Tu étais parti pour te concentrer sur ta famille et maintenant que tu es de retour, as-tu demandé au groupe de changer quelque chose pour gérer ta vie de famille ?

Avant 2016, aucun de nous n'avait de famille ni d'enfants. Maintenant, on a tous des familles et des enfants. Je n'ai donc pas eu besoin de poser cette question, parce que forcément, tous les membres veulent être avec leur famille. En plus durant les sept dernières années, Sabaton a énormément grandi, et les concerts sont plus imposants.

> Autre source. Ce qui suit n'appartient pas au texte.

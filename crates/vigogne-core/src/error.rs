//! Error types for Vigogne.

use thiserror::Error;

/// Result type alias for Vigogne operations.
pub type Result<T> = std::result::Result<T, VigogneError>;

/// Main error type for Vigogne operations.
#[derive(Error, Debug)]
pub enum VigogneError {
    /// Configuration errors (missing train file, empty corpus, malformed template).
    #[error("Configuration error: {0}")]
    Config(String),

    /// Invalid argument passed to an operation (e.g. collating an empty batch).
    #[error("Invalid argument: {0}")]
    InvalidArgument(String),

    /// Tokenizer errors.
    #[error("Tokenizer error: {0}")]
    Tokenizer(String),

    /// Dataset loading or parsing errors.
    #[error("Dataset error: {0}")]
    Dataset(String),

    /// I/O errors.
    #[error("I/O error: {0}")]
    Io(#[from] std::io::Error),

    /// Serialization errors.
    #[error("Serialization error: {0}")]
    Serialization(String),

    /// HuggingFace Hub errors.
    #[error("Hub error: {0}")]
    Hub(String),

    /// Errors reported by the training backend.
    #[error("Training error: {0}")]
    Training(String),

    /// Coordination errors between training processes.
    #[error("Distributed error: {0}")]
    Distributed(String),
}

impl From<serde_json::Error> for VigogneError {
    fn from(e: serde_json::Error) -> Self {
        Self::Serialization(e.to_string())
    }
}

impl From<serde_yaml::Error> for VigogneError {
    fn from(e: serde_yaml::Error) -> Self {
        Self::Serialization(e.to_string())
    }
}
//! Error type for training.

use vigogne_core::VigogneError;
use vigogne_lora::LoraError;

/// Error type for training.
#[derive(Debug, thiserror::Error)]
pub enum TrainerError {
    /// Error reported by the training backend.
    #[error("Backend error: {0}")]
    Backend(String),
    /// Configuration, data or distributed error.
    #[error(transparent)]
    Core(#[from] VigogneError),
    /// LoRA error.
    #[error("LoRA error: {0}")]
    Lora(#[from] LoraError),
    /// IO error.
    #[error("IO error: {0}")]
    Io(#[from] std::io::Error),
    /// JSON error.
    #[error("JSON error: {0}")]
    Json(#[from] serde_json::Error),
}

/// Result type for training operations.
pub type Result<T> = std::result::Result<T, TrainerError>;

impl From<TrainerError> for VigogneError {
    fn from(err: TrainerError) -> Self {
        match err {
            TrainerError::Core(e) => e,
            TrainerError::Io(e) => VigogneError::Io(e),
            TrainerError::Json(e) => VigogneError::Serialization(e.to_string()),
            other => VigogneError::Training(other.to_string()),
        }
    }
}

On n'a plus besoin d'être constamment sur la route comme à l'époque, même si c'est sûr qu'à nos débuts, faire des concerts de façon intensive, c'était nécessaire pour amener le groupe où il se trouve aujourd'hui. Alors certes, c'est une organisation plus complexe mais c'est beaucoup plus fluide maintenant. 

 

Est-ce que, quand tu es reparti en studio avec le groupe, tu as eu des craintes ?

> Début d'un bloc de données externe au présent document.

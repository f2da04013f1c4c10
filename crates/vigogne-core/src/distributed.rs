//! Process-level coordination for multi-process training runs.
//!
//! Training processes are launched by an external launcher (one process per
//! device) that exports `WORLD_SIZE`, `RANK` and `LOCAL_RANK`. The only
//! coordination the driver needs is a single-writer barrier around
//! corpus-wide preprocessing: rank 0 does the work and publishes the cached
//! result, every other rank waits and then reads that same result.

use crate::{DeviceMap, Result, VigogneError};
use std::fs;
use std::path::Path;
use std::time::{Duration, Instant};

/// Default time non-main ranks wait for the main process.
pub const DEFAULT_BARRIER_TIMEOUT: Duration = Duration::from_secs(60 * 60);

const POLL_INTERVAL: Duration = Duration::from_millis(250);

/// Position of this process within the training job.
#[derive(Debug, Clone, Copy, PartialEq, Eq)]
pub struct ProcessContext {
    /// Global rank.
    pub rank: usize,
    /// Rank on the local node (selects the device).
    pub local_rank: usize,
    /// Total number of processes.
    pub world_size: usize,
}

impl Default for ProcessContext {
    fn default() -> Self {
        Self::single()
    }
}

impl ProcessContext {
    /// Context of a single-process run.
    pub fn single() -> Self {
        Self {
            rank: 0,
            local_rank: 0,
            world_size: 1,
        }
    }

    /// Read the context from the launcher's environment variables.
    pub fn from_env() -> Result<Self> {
        let world_size = env_usize("WORLD_SIZE")?.unwrap_or(1);
        let local_rank = env_usize("LOCAL_RANK")?.unwrap_or(0);
        let rank = env_usize("RANK")?.unwrap_or(local_rank);
        Self::new(rank, local_rank, world_size)
    }

    /// Build and validate a context.
    pub fn new(rank: usize, local_rank: usize, world_size: usize) -> Result<Self> {
        if world_size == 0 {
            return Err(VigogneError::Distributed("WORLD_SIZE must be > 0".into()));
        }
        if rank >= world_size {
            return Err(VigogneError::Distributed(format!(
                "rank {rank} is out of bounds for world size {world_size}"
            )));
        }
        Ok(Self {
            rank,
            local_rank,
            world_size,
        })
    }

    /// Whether this is the process that performs shared work.
    #[must_use]
    pub fn is_main_process(&self) -> bool {
        self.rank == 0
    }

    /// Whether more than one process takes part in the run.
    #[must_use]
    pub fn is_distributed(&self) -> bool {
        self.world_size > 1
    }

    /// Device placement for the base model.
    ///
    /// Distributed runs pin the whole model to the local device; single
    /// process runs let the backend spread it.
    #[must_use]
    pub fn device_map(&self) -> DeviceMap {
        if self.is_distributed() {
            DeviceMap::Device(self.local_rank)
        } else {
            DeviceMap::Auto
        }
    }

    /// Log level for this process: full logs on rank 0, warnings elsewhere.
    #[must_use]
    pub fn log_level(&self) -> tracing::Level {
        if self.is_main_process() {
            tracing::Level::INFO
        } else {
            tracing::Level::WARN
        }
    }
}

fn env_usize(name: &str) -> Result<Option<usize>> {
    match std::env::var(name) {
        Ok(value) if !value.trim().is_empty() => value
            .trim()
            .parse::<usize>()
            .map(Some)
            .map_err(|e| VigogneError::Distributed(format!("invalid {name}={value:?}: {e}"))),
        _ => Ok(None),
    }
}

/// Run `f` on the main process first, then on every other process.
///
/// `key` identifies the shared result (typically a cache fingerprint) so
/// markers left by an earlier run with the same inputs stay valid. Non-main
/// processes block until the main process has published its marker, then run
/// `f` themselves, which is expected to read the result the main process
/// cached. A failure on the main process is propagated to every rank.
pub fn main_process_first<T, F>(
    ctx: &ProcessContext,
    marker_dir: &Path,
    key: &str,
    timeout: Duration,
    f: F,
) -> Result<T>
where
    F: FnOnce() -> Result<T>,
{
    if !ctx.is_distributed() {
        return f();
    }

    let done = marker_dir.join(format!("{key}.done"));
    let failed = marker_dir.join(format!("{key}.failed"));

    if ctx.is_main_process() {
        fs::create_dir_all(marker_dir)?;
        if failed.exists() {
            fs::remove_file(&failed)?;
        }
        tracing::info!(key, "Main process running shared preprocessing");
        return match f() {
            Ok(value) => {
                fs::write(&done, format!("rank={}\n", ctx.rank))?;
                Ok(value)
            }
            Err(e) => {
                fs::write(&failed, e.to_string())?;
                Err(e)
            }
        };
    }

    tracing::debug!(rank = ctx.rank, key, "Waiting for main process");
    let start = Instant::now();
    loop {
        if done.exists() {
            break;
        }
        if failed.exists() {
            let reason = fs::read_to_string(&failed).unwrap_or_default();
            return Err(VigogneError::Distributed(format!(
                "main process failed during shared preprocessing: {}",
                reason.trim()
            )));
        }
        if start.elapsed() >= timeout {
            return Err(VigogneError::Distributed(format!(
                "timed out after {:?} waiting for main process ({})",
                timeout,
                done.display()
            )));
        }
        std::thread::sleep(POLL_INTERVAL);
    }
    f()
}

Non car pour ainsi dire, j'avais encore "la dalle" [rires]. Dès que j'ai rejoint Sabaton, on a commencé directement à travailler sur le nouvel album. J'étais là dès le début de l'enregistrement et j'avais tellement envie de rejouer. Pendant cette pause, j'ai eu certes une période en solo, j'ai fait une tournée européenne, quelques festivals, quatre albums et d'autres choses. J'ai fait de la musique, même après avoir quitté Sabaton, mais je savais que je n'aurais pas une carrière solo viable. Mais ces dernières années, je n'ai pas beaucoup joué de guitare donc je leur ai dit : " donnez-moi quelques semaines pour me remettre". J'avais envie de me poser en studio avec mes guitares. Et ça m'a redonné encore plus envie de faire de la musique.

 

Penses-tu que ton style a changé entre 2016 et aujourd'hui ?

Ouais, un peu, je dirais. Je joue de la guitare depuis très longtemps. Je crois que j'ai commencé à m'entraîner sérieusement vers 14 ou 15 ans, huit heures par jour jusqu'à mes 20 ans. J'ai donc passé plus de 10 000 heures. En tant que musicien, quand on commence, il faut commencer par se constituer une boîte à outils qui devient son propre style de jeu. Maintenant j'essaie d'affiner ce que j'ai. Je me pose plus, je décortique les choses et je me demande ce que j'ai fait et je commence à peaufiner ma technique.

 

Lorsque vous êtes rentrés en studio pour composer Legends, avez-vous parlé entre vous de ce que Tommy Johannson avait apporté ou alors êtes-vous repartis de zéro ?

Franchement, ce retour a été parfait car le reste du groupe savait à quoi s'attendre de ma part, car ils me connaissaient très bien. On était de retour là où on s'était arrêtés en 2016. 

 

Et justement concernant l'héritage de Tommy, comment fais-tu lorsque tu joues les chansons composées lorsque tu n'étais pas là ?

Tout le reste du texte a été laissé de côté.